[What is being asked]: Across the entries that follow, how many lines have the word "Idle" in them? Give only the number.

»»

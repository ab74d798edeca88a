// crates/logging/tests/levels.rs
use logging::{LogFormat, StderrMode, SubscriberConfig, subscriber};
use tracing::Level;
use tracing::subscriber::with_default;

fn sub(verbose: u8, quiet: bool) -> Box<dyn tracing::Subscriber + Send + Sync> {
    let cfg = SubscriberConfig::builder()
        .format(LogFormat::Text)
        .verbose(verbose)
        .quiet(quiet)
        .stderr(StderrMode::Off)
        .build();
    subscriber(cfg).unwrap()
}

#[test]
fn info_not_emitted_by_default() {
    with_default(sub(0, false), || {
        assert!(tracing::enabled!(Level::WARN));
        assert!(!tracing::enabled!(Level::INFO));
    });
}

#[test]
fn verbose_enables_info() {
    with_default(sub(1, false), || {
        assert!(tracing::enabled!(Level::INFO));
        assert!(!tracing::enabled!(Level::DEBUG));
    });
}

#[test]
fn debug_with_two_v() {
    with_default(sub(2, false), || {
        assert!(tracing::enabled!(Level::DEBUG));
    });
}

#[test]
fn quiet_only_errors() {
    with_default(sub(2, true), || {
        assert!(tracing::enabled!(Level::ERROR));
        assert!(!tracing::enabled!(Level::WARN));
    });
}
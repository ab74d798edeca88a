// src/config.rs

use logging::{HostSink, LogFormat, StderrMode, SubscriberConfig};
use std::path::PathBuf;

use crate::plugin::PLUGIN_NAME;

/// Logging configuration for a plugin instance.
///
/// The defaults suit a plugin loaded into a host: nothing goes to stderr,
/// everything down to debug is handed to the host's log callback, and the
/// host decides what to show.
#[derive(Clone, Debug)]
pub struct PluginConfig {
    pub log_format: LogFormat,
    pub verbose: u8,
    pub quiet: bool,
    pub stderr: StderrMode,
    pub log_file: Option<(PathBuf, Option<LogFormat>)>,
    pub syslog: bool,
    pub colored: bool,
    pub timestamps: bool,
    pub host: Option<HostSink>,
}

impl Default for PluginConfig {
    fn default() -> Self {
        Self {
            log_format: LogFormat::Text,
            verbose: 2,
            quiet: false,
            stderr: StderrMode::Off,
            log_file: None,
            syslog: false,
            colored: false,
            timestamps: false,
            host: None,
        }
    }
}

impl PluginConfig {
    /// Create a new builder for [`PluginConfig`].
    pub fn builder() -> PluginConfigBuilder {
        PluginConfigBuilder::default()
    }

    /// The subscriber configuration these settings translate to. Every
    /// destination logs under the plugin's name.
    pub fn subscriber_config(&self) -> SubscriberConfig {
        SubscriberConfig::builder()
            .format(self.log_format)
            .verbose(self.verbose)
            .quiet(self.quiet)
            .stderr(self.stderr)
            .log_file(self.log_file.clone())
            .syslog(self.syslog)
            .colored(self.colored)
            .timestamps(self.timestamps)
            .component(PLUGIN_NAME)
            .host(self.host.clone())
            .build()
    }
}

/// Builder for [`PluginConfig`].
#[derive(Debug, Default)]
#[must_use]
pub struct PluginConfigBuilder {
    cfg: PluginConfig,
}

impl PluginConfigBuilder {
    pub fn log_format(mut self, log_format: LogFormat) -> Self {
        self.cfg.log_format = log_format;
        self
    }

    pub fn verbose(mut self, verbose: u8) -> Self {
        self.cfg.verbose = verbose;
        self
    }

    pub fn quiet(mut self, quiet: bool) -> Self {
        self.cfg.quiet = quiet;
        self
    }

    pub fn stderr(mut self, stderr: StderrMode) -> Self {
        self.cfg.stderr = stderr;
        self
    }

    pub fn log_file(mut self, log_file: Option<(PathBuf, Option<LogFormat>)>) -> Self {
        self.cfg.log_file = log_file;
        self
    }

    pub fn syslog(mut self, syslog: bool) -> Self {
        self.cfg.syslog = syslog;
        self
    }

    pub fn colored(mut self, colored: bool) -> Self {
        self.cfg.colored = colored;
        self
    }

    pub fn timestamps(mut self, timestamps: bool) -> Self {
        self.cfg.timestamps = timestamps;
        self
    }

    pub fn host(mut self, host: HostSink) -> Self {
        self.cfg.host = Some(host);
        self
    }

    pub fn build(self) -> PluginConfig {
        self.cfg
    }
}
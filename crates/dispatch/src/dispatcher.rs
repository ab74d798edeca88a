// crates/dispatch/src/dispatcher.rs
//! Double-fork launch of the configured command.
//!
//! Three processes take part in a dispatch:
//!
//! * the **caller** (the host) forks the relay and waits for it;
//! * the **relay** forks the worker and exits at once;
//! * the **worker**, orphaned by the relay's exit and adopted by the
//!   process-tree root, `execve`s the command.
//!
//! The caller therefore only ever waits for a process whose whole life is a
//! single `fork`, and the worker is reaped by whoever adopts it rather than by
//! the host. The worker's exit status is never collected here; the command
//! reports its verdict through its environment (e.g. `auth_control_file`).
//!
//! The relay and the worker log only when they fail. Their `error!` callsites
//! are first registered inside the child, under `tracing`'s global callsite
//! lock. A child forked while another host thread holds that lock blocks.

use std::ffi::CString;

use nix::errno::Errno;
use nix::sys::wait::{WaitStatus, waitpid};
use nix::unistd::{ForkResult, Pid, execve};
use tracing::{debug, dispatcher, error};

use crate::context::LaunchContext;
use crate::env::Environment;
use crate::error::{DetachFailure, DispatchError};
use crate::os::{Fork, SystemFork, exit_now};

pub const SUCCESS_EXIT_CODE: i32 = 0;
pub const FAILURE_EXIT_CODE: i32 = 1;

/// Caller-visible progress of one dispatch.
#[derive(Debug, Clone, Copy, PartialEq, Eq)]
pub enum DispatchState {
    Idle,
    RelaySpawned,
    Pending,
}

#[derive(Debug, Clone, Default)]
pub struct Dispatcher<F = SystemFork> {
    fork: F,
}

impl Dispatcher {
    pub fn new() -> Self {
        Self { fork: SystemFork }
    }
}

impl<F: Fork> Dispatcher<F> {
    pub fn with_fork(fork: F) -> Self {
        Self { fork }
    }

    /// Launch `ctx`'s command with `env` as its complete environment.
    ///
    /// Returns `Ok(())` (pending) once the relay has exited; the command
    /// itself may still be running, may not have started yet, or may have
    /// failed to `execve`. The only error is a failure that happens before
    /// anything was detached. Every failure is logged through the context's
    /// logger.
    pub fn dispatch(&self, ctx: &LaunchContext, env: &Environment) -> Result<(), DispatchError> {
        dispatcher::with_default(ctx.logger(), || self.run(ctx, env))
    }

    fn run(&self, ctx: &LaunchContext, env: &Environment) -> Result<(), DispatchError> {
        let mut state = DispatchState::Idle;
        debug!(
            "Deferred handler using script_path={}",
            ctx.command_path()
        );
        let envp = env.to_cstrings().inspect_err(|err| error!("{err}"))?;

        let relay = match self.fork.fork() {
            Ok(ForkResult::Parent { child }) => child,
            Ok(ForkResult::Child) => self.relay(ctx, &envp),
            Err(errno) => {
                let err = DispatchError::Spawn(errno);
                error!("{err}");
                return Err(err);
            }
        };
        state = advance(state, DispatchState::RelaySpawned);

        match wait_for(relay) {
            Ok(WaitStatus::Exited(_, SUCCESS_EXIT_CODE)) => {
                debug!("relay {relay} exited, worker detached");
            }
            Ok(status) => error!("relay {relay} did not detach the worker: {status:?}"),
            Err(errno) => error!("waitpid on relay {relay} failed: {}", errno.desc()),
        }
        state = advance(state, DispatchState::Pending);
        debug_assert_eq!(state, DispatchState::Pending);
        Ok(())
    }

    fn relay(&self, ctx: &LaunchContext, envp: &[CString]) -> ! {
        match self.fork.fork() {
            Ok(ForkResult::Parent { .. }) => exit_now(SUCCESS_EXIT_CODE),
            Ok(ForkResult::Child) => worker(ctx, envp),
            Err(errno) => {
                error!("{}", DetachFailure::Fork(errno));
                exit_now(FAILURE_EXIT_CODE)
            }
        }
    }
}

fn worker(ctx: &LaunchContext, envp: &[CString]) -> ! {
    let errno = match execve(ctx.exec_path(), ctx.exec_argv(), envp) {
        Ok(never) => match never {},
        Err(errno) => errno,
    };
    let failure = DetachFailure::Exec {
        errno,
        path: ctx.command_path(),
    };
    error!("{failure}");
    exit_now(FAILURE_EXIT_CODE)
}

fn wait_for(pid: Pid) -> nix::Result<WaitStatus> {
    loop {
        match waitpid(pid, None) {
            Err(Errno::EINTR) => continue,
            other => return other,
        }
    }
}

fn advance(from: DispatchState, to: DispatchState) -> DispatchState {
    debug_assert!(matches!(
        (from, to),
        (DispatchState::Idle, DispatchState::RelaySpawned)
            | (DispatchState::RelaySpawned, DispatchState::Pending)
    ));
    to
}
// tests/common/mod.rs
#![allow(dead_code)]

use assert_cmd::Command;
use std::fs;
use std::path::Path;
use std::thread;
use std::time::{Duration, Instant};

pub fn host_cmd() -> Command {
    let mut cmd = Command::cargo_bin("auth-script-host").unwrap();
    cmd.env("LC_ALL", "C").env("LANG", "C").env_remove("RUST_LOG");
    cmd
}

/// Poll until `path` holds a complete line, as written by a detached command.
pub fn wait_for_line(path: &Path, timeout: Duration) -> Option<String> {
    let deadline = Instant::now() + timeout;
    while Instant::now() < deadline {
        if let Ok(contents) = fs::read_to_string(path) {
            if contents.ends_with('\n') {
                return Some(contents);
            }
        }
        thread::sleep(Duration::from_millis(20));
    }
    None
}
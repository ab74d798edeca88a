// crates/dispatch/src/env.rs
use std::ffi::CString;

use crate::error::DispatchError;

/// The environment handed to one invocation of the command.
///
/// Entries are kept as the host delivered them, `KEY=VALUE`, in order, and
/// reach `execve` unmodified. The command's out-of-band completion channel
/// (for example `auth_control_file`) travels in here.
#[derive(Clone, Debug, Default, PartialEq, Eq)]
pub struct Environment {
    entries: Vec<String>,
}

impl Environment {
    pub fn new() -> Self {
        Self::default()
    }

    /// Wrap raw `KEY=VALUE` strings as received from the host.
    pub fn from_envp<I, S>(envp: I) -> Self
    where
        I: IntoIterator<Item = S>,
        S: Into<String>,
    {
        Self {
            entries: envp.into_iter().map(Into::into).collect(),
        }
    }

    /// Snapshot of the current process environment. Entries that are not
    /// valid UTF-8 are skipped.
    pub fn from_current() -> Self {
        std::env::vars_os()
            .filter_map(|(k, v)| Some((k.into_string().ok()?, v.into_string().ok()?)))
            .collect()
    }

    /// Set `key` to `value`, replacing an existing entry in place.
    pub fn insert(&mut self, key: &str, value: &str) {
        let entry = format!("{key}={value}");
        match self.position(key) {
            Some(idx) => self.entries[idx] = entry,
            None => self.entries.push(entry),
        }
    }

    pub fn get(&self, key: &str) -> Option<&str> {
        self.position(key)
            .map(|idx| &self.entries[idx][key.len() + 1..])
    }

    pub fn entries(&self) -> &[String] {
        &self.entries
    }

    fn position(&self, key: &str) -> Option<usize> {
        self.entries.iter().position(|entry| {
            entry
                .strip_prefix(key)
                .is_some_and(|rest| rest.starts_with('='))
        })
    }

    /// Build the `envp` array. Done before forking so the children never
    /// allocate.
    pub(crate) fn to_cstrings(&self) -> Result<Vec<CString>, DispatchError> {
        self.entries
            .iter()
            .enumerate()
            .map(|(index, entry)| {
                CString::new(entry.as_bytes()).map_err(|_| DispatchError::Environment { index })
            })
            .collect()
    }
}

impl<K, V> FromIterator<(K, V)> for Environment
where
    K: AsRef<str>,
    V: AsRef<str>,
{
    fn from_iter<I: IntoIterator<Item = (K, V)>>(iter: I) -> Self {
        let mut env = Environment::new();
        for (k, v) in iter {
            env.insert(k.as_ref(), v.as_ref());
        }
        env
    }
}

««

[Task response]: 3